Lead (Pb) is a ubiquitous, non-biodegradable, environmental chemical and occupational contaminant that is widely distributed around the world [1]. It possesses some unique physical and chemical properties viz. malleability, ductility, anti-corrosiveness, poor conductivity and softness, by the virtue of which Pb finds its application in various industries worldwide, since time immemorial [2]. Currently Pb is used in industries such as battery manufacturing, smelting, jewellery making, mining, paints, ceramics, porcelain dyes, rubber and folk remedies [3]. Due to the widespread use of Pb in such industries, occupational exposure to Pb among the workers can cause significant toxic effects in their central nervous, haematopoietic, renal, gastrointestinal, cardiovascular and reproductive systems. [4]. Moreover there is a growing degree of evidence that, long term Pb exposure may contribute to an increased risk of cancer development [5]. The International Agency for Research on Cancer has classified inorganic Pb compounds into Group 2A of probable human carcinogens [6]. A few investigations on Pb exposed subjects showed an association between enhanced risk of cancers of the stomach, lung and bladder, and exposure to Pb [7-9]. Occupational exposure to Pb has been found to be associated with approximately 2-8% of all such cancer cases [10].

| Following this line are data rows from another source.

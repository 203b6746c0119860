//! RSS feed reading.
//!
//! Only the `<item>` elements of a category feed matter; channel-level
//! metadata is skipped.

use quick_xml::Reader;
use quick_xml::events::Event;

use crate::error::{AppError, Result};
use crate::models::FeedEntry;

#[derive(Clone, Copy)]
enum ItemField {
    Title,
    Link,
    Description,
}

/// Parse an RSS document into its entries, in document order.
pub fn parse_feed(xml: &str) -> Result<Vec<FeedEntry>> {
    let mut reader = Reader::from_str(xml);
    let mut entries = Vec::new();
    let mut current: Option<FeedEntry> = None;
    let mut field: Option<ItemField> = None;
    let mut buf = Vec::new();

    loop {
        match reader.read_event_into(&mut buf) {
            Ok(Event::Start(e)) => match e.name().as_ref() {
                b"item" => current = Some(FeedEntry::default()),
                b"title" if current.is_some() => field = Some(ItemField::Title),
                b"link" if current.is_some() => field = Some(ItemField::Link),
                b"description" if current.is_some() => field = Some(ItemField::Description),
                _ => {}
            },
            Ok(Event::Text(e)) => {
                if let (Some(entry), Some(field)) = (current.as_mut(), field) {
                    match e.unescape_with(resolve_entity) {
                        Ok(text) => push_text(entry, field, &text),
                        Err(err) => {
                            log::warn!("Keeping raw item text: {}", err);
                            push_text(entry, field, &String::from_utf8_lossy(&e));
                        }
                    }
                }
            }
            Ok(Event::CData(e)) => {
                if let (Some(entry), Some(field)) = (current.as_mut(), field) {
                    let bytes = e.into_inner();
                    push_text(entry, field, &String::from_utf8_lossy(&bytes));
                }
            }
            Ok(Event::End(e)) => match e.name().as_ref() {
                b"item" => {
                    if let Some(entry) = current.take() {
                        entries.push(trimmed(entry));
                    }
                    field = None;
                }
                b"title" | b"link" | b"description" => field = None,
                _ => {}
            },
            Ok(Event::Eof) => break,
            Err(e) => {
                return Err(AppError::feed(format!(
                    "at position {}: {}",
                    reader.buffer_position(),
                    e
                )));
            }
            _ => {}
        }
        buf.clear();
    }

    Ok(entries)
}

/// Predefined XML entities plus the HTML ones that show up in CFP titles.
fn resolve_entity(name: &str) -> Option<&'static str> {
    Some(match name {
        "amp" => "&",
        "lt" => "<",
        "gt" => ">",
        "quot" => "\"",
        "apos" => "'",
        "nbsp" => "\u{a0}",
        "ndash" => "\u{2013}",
        "mdash" => "\u{2014}",
        "lsquo" => "\u{2018}",
        "rsquo" => "\u{2019}",
        "ldquo" => "\u{201c}",
        "rdquo" => "\u{201d}",
        "hellip" => "\u{2026}",
        "eacute" => "\u{e9}",
        "uuml" => "\u{fc}",
        "ouml" => "\u{f6}",
        "auml" => "\u{e4}",
        "copy" => "\u{a9}",
        "reg" => "\u{ae}",
        _ => return None,
    })
}

fn push_text(entry: &mut FeedEntry, field: ItemField, text: &str) {
    let target = match field {
        ItemField::Title => &mut entry.title,
        ItemField::Link => &mut entry.link,
        ItemField::Description => &mut entry.description,
    };
    target.push_str(text);
}

fn trimmed(entry: FeedEntry) -> FeedEntry {
    FeedEntry {
        title: entry.title.trim().to_string(),
        link: entry.link.trim().to_string(),
        description: entry.description.trim().to_string(),
    }
}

Mechanisms by which Pb can cause cancer are still unclear, however various possible mechanisms have been proposed regarding carcinogenic properties of Pb, which may act at cellular or molecular level. Pb can induce DNA damage through direct or indirect interactions and thereby enhance or promote the process of carcinogenesis. Pb can inhibit the activity of many enzymes and contributes to oxidative stress, increases rate of DNA single and double strand breaks, DNA protein crosslinks, induces micronuclei formation, chromosomal aberrations and causes DNA damage [11-13]. Moreover, Pb can enhance the genotoxicity of other DNA damaging agents (such as UV light, X-rays and certain chemicals) and thus act as co-mutagen, predominantly by interfering with DNA replication fidelity and repair processes [11,14]. Pb can also alter chromosome segregation because it interacts with cytoskeleton proteins [1].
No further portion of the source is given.